▶ **Task to carry out**
Read through the entries below and return each line with the word "expected".

▶ **Given data**

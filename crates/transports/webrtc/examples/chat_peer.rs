//! Terminal Chat Peer Example
//!
//! Joins a room on a signaling relay and, once a second peer joins, negotiates
//! a real WebRTC session. Lines typed on stdin go out as chat messages.
//!
//! # Commands
//!
//! - `/send <path>` sends a file
//! - `/love <text>` sends a love note
//! - `/end` ends the call
//! - anything else is sent as chat
//!
//! # Running
//!
//! ```bash
//! cargo run -p duetlink-signaling-server -- serve
//! cargo run --example chat_peer -- --room R1
//! cargo run --example chat_peer -- --room R1   # in a second terminal
//! ```

use clap::Parser;
use duetlink_webrtc::channels::messages::{ChatMessage, LoveNote};
use duetlink_webrtc::transfer::TransferDirection;
use duetlink_webrtc::{
    FileTransfers, Multiplexer, NegotiationState, Negotiator, RtcTransportFactory, SessionConfig,
    SessionController, SignalingClient, SignalingClientConfig, TransferConfig, TransferEvent,
};
use std::sync::Arc;
use tokio::io::{AsyncBufReadExt, BufReader};
use tracing::{info, warn};

#[derive(Parser, Debug)]
#[command(name = "chat_peer", about = "Two-peer chat over a WebRTC data channel")]
struct Args {
    /// Signaling relay URL
    #[arg(long, env = "SIGNALING_URL", default_value = "ws://localhost:3001")]
    url: String,

    /// Room to join
    #[arg(long, default_value = "lobby")]
    room: String,
}

#[tokio::main]
async fn main() -> anyhow::Result<()> {
    tracing_subscriber::fmt()
        .with_env_filter(
            tracing_subscriber::EnvFilter::try_from_default_env()
                .unwrap_or_else(|_| "info".into()),
        )
        .init();

    let args = Args::parse();

    let client = match SignalingClient::connect(SignalingClientConfig::new(&args.url)).await {
        Ok(client) => client,
        Err(e) => {
            eprintln!("{}", e);
            std::process::exit(1);
        }
    };
    info!("Connected to {} as {}", args.url, client.peer_id());
    let (relay, events) = client.into_parts();

    let mux = Multiplexer::new();
    mux.subscribe_to::<ChatMessage, _>(|msg| println!("peer> {}", msg.text));
    mux.subscribe_to::<LoveNote, _>(|note| println!("peer <3 {}", note.text));

    let files = FileTransfers::install(&mux, TransferConfig::default())?;
    let mut transfers = files.subscribe();
    let received = Arc::clone(&files);
    tokio::spawn(async move {
        while let Ok(event) = transfers.recv().await {
            match event {
                TransferEvent::Completed(record) if record.direction == TransferDirection::Receiving => {
                    let size = received.take_received(&record.id).map(|b| b.len()).unwrap_or(0);
                    println!("received '{}' ({} bytes)", record.name, size);
                }
                TransferEvent::Failed(record) => {
                    println!("transfer '{}' failed: {}", record.name, record.error.unwrap_or_default());
                }
                _ => {}
            }
        }
    });

    let negotiator = Negotiator::new(
        SessionConfig::default(),
        Arc::new(RtcTransportFactory::new()),
        Arc::new(relay.clone()),
        Arc::clone(&mux),
    )?;
    let controller = Arc::new(SessionController::new(negotiator.clone()));

    let mut states = negotiator.subscribe();
    tokio::spawn(async move {
        while states.changed().await.is_ok() {
            let state = states.borrow_and_update().state;
            println!("-- {:?}", state);
        }
    });

    let runner = Arc::clone(&controller);
    tokio::spawn(async move { runner.run(events).await });
    relay.join_room(&args.room)?;
    println!("joined '{}'; waiting for a peer", args.room);

    let mut lines = BufReader::new(tokio::io::stdin()).lines();
    loop {
        tokio::select! {
            line = lines.next_line() => {
                let Some(line) = line? else { break };
                let line = line.trim();
                if line.is_empty() {
                    continue;
                }
                if line == "/end" {
                    negotiator.end_call().await?;
                } else if let Some(path) = line.strip_prefix("/send ") {
                    if let Err(e) = files.send_path(path.trim(), None).await {
                        warn!("Sending {} failed: {}", path, e);
                    }
                } else if negotiator.state() != NegotiationState::Connected {
                    println!("not connected yet");
                } else {
                    let sent = match line.strip_prefix("/love ") {
                        Some(text) => mux.send_envelope(&LoveNote { text: text.to_string() }).await,
                        None => mux.send_envelope(&ChatMessage::text(line)).await,
                    };
                    if let Err(e) = sent {
                        warn!("Message not sent: {}", e);
                    }
                }
            }
            _ = tokio::signal::ctrl_c() => break,
        }
    }

    negotiator.end_call().await?;
    relay.close();
    Ok(())
}
//! Signaling relay: wire protocol, room bookkeeping, server and client
//!
//! - [`protocol`] - JSON events exchanged with the relay
//! - [`room`] - room membership rules
//! - [`websocket`] - the relay server
//! - [`client`] - relay connection used by peers

pub mod client;
pub mod protocol;
pub mod room;
pub mod websocket;

pub use client::{describe_connect_error, RelayHandle, SignalingClient};
pub use protocol::{ClientEvent, RelayedEnvelope, ServerEvent};
pub use room::RoomRegistry;
pub use websocket::{RelayServer, RelayServerHandle, SharedState};

use crate::peer::{IceCandidate, SessionDescription};
use crate::Result;
use async_trait::async_trait;

/// Outbound half of the relay as the negotiator sees it
#[async_trait]
pub trait SignalRelay: Send + Sync {
    /// Relay a local offer to the other room member(s)
    async fn send_offer(&self, offer: &SessionDescription) -> Result<()>;

    /// Relay a local answer to the other room member(s)
    async fn send_answer(&self, answer: &SessionDescription) -> Result<()>;

    /// Relay a gathered local candidate to the other room member(s)
    async fn send_ice_candidate(&self, candidate: &IceCandidate) -> Result<()>;
}
//! Strict in-order reassembly of received files

use super::{TransferDirection, TransferRecord, TransferStatus};
use crate::channels::messages::{FileChunkHeader, FileMetadata};
use bytes::{Bytes, BytesMut};
use std::collections::HashMap;
use tracing::{debug, warn};

/// Result of feeding one chunk to the [`Reassembler`]
#[derive(Debug, Clone, PartialEq, Eq)]
pub enum ChunkOutcome {
    /// Appended; more expected
    Progress(TransferRecord),
    /// Appended; the transfer is complete
    Completed(TransferRecord),
    /// The chunk broke the transfer
    Failed(TransferRecord),
    /// Duplicate, unknown transfer, or transfer already finished
    Ignored,
}

struct Incoming {
    record: TransferRecord,
    chunks: Vec<Bytes>,
}

/// Rebuilds files from `file-metadata` plus paired `file-chunk` frames
///
/// Chunks must arrive in index order. A repeated index is ignored, a skipped
/// index fails the transfer, and completion requires exactly `size` bytes with
/// the final chunk flagged `isLast`.
#[derive(Default)]
pub struct Reassembler {
    transfers: HashMap<String, Incoming>,
}

impl Reassembler {
    pub fn new() -> Self {
        Self::default()
    }

    /// Begin receiving the transfer `metadata` announces
    ///
    /// A zero-byte file is complete immediately. Metadata reusing the id of an
    /// existing transfer replaces it.
    pub fn start(&mut self, metadata: &FileMetadata) -> TransferRecord {
        let mut record = TransferRecord::new(metadata, TransferDirection::Receiving);
        if metadata.size == 0 {
            record.status = TransferStatus::Completed;
        }

        let replaced = self.transfers.insert(
            metadata.id.clone(),
            Incoming {
                record: record.clone(),
                chunks: Vec::new(),
            },
        );
        if replaced.is_some() {
            warn!("Transfer {} restarted by new metadata", metadata.id);
        }
        record
    }

    /// Feed one chunk
    pub fn accept(&mut self, header: &FileChunkHeader, data: Bytes) -> ChunkOutcome {
        let Some(incoming) = self.transfers.get_mut(&header.id) else {
            warn!("Dropping chunk {} of unknown transfer {}", header.chunk_index, header.id);
            return ChunkOutcome::Ignored;
        };
        let record = &mut incoming.record;

        if record.status != TransferStatus::Uploading {
            debug!("Ignoring chunk {} of finished transfer {}", header.chunk_index, header.id);
            return ChunkOutcome::Ignored;
        }

        let expected = incoming.chunks.len() as u64;
        if header.chunk_index < expected {
            debug!("Ignoring duplicate chunk {} of {}", header.chunk_index, header.id);
            return ChunkOutcome::Ignored;
        }

        if let Some(reason) = Self::check(record, expected, header, data.len()) {
            warn!("Transfer {} failed: {}", header.id, reason);
            record.fail(reason);
            incoming.chunks.clear();
            return ChunkOutcome::Failed(record.clone());
        }

        record.total_chunks = Some(header.total_chunks);
        record.byte_count += data.len() as u64;
        record.chunks_done += 1;
        incoming.chunks.push(data);

        if header.is_last {
            record.status = TransferStatus::Completed;
            debug!("Transfer {} complete ({} bytes)", record.id, record.byte_count);
            ChunkOutcome::Completed(record.clone())
        } else {
            ChunkOutcome::Progress(record.clone())
        }
    }

    /// Why `header` cannot be appended, if it cannot
    fn check(
        record: &TransferRecord,
        expected: u64,
        header: &FileChunkHeader,
        len: usize,
    ) -> Option<String> {
        if header.chunk_index > expected {
            return Some(format!(
                "chunk {} arrived while expecting chunk {}",
                header.chunk_index, expected
            ));
        }
        if let Some(total) = record.total_chunks {
            if total != header.total_chunks {
                return Some(format!(
                    "chunk claims {} chunks, transfer announced {}",
                    header.total_chunks, total
                ));
            }
        }
        if header.chunk_index >= header.total_chunks {
            return Some(format!(
                "chunk index {} out of range for {} chunks",
                header.chunk_index, header.total_chunks
            ));
        }

        let byte_count = record.byte_count + len as u64;
        if byte_count > record.size {
            return Some(format!(
                "received {} bytes, more than the announced {}",
                byte_count, record.size
            ));
        }

        let complete = byte_count == record.size;
        if header.is_last && !complete {
            return Some(format!(
                "last chunk leaves {} of {} bytes",
                byte_count, record.size
            ));
        }
        if complete && !header.is_last {
            return Some(format!(
                "all {} bytes received before the last chunk",
                record.size
            ));
        }
        None
    }

    /// Current record of a transfer
    pub fn record(&self, id: &str) -> Option<TransferRecord> {
        self.transfers.get(id).map(|incoming| incoming.record.clone())
    }

    /// Remove a completed transfer and return its bytes
    ///
    /// Transfers still in progress are left alone; failed ones are discarded.
    pub fn take(&mut self, id: &str) -> Option<Bytes> {
        match self.transfers.get(id)?.record.status {
            TransferStatus::Uploading => None,
            TransferStatus::Error => {
                self.transfers.remove(id);
                None
            }
            TransferStatus::Completed => {
                let incoming = self.transfers.remove(id)?;
                let mut buffer = BytesMut::with_capacity(incoming.record.size as usize);
                for chunk in incoming.chunks {
                    buffer.extend_from_slice(&chunk);
                }
                Some(buffer.freeze())
            }
        }
    }
}

#[cfg(test)]
mod tests {
    use super::*;

    fn metadata(size: u64, total_chunks: Option<u64>) -> FileMetadata {
        FileMetadata {
            id: "t1".to_string(),
            name: "notes.txt".to_string(),
            size,
            mime_type: "text/plain".to_string(),
            total_chunks,
        }
    }

    fn header(index: u64, total: u64) -> FileChunkHeader {
        FileChunkHeader {
            id: "t1".to_string(),
            chunk_index: index,
            total_chunks: total,
            is_last: index + 1 == total,
        }
    }

    #[test]
    fn test_in_order_reassembly() {
        let mut reassembler = Reassembler::new();
        reassembler.start(&metadata(10, Some(3)));

        assert!(matches!(
            reassembler.accept(&header(0, 3), Bytes::from_static(b"abcd")),
            ChunkOutcome::Progress(_)
        ));
        assert!(matches!(
            reassembler.accept(&header(1, 3), Bytes::from_static(b"efgh")),
            ChunkOutcome::Progress(_)
        ));
        let done = match reassembler.accept(&header(2, 3), Bytes::from_static(b"ij")) {
            ChunkOutcome::Completed(record) => record,
            other => panic!("expected completion, got {:?}", other),
        };
        assert_eq!(done.byte_count, 10);
        assert_eq!(done.chunks_done, 3);

        assert_eq!(reassembler.take("t1").unwrap(), Bytes::from_static(b"abcdefghij"));
        assert!(reassembler.record("t1").is_none());
    }

    #[test]
    fn test_duplicate_chunk_ignored() {
        let mut reassembler = Reassembler::new();
        reassembler.start(&metadata(8, Some(2)));
        reassembler.accept(&header(0, 2), Bytes::from_static(b"abcd"));

        assert_eq!(
            reassembler.accept(&header(0, 2), Bytes::from_static(b"abcd")),
            ChunkOutcome::Ignored
        );
        assert!(matches!(
            reassembler.accept(&header(1, 2), Bytes::from_static(b"efgh")),
            ChunkOutcome::Completed(_)
        ));
    }

    #[test]
    fn test_gap_fails_transfer() {
        let mut reassembler = Reassembler::new();
        reassembler.start(&metadata(12, Some(3)));
        reassembler.accept(&header(0, 3), Bytes::from_static(b"abcd"));

        let failed = match reassembler.accept(&header(2, 3), Bytes::from_static(b"ijkl")) {
            ChunkOutcome::Failed(record) => record,
            other => panic!("expected failure, got {:?}", other),
        };
        assert_eq!(failed.status, TransferStatus::Error);
        assert_eq!(failed.byte_count, 4);

        // Finished transfers take no more chunks
        assert_eq!(
            reassembler.accept(&header(1, 3), Bytes::from_static(b"efgh")),
            ChunkOutcome::Ignored
        );
        assert!(reassembler.take("t1").is_none());
    }

    #[test]
    fn test_size_mismatches_fail() {
        let mut reassembler = Reassembler::new();
        reassembler.start(&metadata(5, None));
        assert!(matches!(
            reassembler.accept(&header(0, 1), Bytes::from_static(b"abc")),
            ChunkOutcome::Failed(_)
        ));

        let mut reassembler = Reassembler::new();
        reassembler.start(&metadata(3, None));
        assert!(matches!(
            reassembler.accept(&header(0, 2), Bytes::from_static(b"abcdef")),
            ChunkOutcome::Failed(_)
        ));

        let mut reassembler = Reassembler::new();
        reassembler.start(&metadata(4, None));
        assert!(matches!(
            reassembler.accept(&header(0, 2), Bytes::from_static(b"abcd")),
            ChunkOutcome::Failed(_)
        ));
    }

    #[test]
    fn test_total_chunks_must_match_metadata() {
        let mut reassembler = Reassembler::new();
        reassembler.start(&metadata(8, Some(2)));
        assert!(matches!(
            reassembler.accept(&header(0, 3), Bytes::from_static(b"abc")),
            ChunkOutcome::Failed(_)
        ));
    }

    #[test]
    fn test_unknown_transfer_and_empty_file() {
        let mut reassembler = Reassembler::new();
        assert_eq!(
            reassembler.accept(&header(0, 1), Bytes::from_static(b"x")),
            ChunkOutcome::Ignored
        );

        let record = reassembler.start(&metadata(0, Some(0)));
        assert_eq!(record.status, TransferStatus::Completed);
        assert_eq!(reassembler.take("t1").unwrap().len(), 0);
    }
}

▶ **Result of this exercise**
    /// Appended; more expected
        let expected = incoming.chunks.len() as u64;
        if header.chunk_index < expected {
        if let Some(reason) = Self::check(record, expected, header, data.len()) {
        expected: u64,
        if header.chunk_index > expected {
                header.chunk_index, expected
            other => panic!("expected completion, got {:?}", other),
            other => panic!("expected failure, got {:?}", other),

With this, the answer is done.